▶ [Data extracts]:
══════════

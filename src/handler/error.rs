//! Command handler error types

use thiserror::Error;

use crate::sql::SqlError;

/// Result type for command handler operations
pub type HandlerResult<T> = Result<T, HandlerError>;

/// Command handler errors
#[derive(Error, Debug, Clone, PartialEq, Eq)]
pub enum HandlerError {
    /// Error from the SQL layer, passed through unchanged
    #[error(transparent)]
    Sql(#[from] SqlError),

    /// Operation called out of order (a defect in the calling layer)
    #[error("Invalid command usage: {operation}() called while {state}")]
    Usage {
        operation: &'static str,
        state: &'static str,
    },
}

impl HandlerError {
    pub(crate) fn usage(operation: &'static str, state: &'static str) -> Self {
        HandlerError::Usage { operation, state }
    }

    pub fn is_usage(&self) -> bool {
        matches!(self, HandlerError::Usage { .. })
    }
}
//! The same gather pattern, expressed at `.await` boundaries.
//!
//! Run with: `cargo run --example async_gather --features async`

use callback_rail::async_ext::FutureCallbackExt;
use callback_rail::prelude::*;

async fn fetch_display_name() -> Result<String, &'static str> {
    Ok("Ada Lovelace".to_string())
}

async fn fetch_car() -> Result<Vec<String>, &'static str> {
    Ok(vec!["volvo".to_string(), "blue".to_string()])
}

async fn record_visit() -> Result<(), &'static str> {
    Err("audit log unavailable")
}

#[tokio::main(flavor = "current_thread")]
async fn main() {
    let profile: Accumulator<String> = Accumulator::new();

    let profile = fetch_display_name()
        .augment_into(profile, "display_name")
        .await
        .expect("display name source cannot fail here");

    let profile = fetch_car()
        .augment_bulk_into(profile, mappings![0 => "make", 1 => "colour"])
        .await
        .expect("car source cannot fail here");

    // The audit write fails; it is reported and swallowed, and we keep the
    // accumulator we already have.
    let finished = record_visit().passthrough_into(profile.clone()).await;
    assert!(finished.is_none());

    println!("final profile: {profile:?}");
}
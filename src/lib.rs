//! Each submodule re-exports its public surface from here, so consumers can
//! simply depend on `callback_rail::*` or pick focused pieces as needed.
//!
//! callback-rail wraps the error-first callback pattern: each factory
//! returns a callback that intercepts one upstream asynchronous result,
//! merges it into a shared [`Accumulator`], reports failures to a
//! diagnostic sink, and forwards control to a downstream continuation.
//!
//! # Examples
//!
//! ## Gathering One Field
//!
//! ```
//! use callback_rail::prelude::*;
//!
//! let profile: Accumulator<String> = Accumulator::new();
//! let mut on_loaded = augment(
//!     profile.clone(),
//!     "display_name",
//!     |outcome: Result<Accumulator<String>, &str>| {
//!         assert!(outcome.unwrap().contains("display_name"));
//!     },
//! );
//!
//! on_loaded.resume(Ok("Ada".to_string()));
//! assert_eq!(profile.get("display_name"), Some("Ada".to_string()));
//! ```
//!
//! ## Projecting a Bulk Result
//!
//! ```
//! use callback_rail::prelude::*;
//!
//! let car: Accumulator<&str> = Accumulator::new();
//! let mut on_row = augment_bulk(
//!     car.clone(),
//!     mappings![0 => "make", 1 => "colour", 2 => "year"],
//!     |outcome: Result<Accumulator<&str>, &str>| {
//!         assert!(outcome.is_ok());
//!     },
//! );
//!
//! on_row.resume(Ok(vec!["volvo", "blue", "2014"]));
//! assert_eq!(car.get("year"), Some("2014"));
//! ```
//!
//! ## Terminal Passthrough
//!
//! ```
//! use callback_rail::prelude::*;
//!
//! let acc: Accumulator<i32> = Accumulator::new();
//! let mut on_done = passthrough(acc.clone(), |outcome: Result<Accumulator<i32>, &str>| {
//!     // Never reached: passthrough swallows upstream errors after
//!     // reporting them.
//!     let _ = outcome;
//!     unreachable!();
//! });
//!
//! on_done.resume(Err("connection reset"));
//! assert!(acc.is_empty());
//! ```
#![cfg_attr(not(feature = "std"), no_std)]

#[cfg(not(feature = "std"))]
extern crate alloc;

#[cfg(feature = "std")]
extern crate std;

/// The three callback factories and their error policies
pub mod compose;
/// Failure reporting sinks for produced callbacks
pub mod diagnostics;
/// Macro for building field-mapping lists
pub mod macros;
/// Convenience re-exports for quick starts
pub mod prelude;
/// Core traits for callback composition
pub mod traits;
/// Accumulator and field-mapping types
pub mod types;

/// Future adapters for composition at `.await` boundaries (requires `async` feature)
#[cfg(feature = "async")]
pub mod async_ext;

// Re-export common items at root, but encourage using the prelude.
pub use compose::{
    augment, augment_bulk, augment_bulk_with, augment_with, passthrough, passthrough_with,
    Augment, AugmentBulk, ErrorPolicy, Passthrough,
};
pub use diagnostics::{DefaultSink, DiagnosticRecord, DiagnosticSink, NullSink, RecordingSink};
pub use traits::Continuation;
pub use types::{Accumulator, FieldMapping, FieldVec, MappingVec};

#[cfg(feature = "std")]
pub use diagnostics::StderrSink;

══════════

▶ [Problem details]:
Write down how many lines of the data above contain the string "SqlError", and include nothing besides that number.

▶ [Written solution]:
2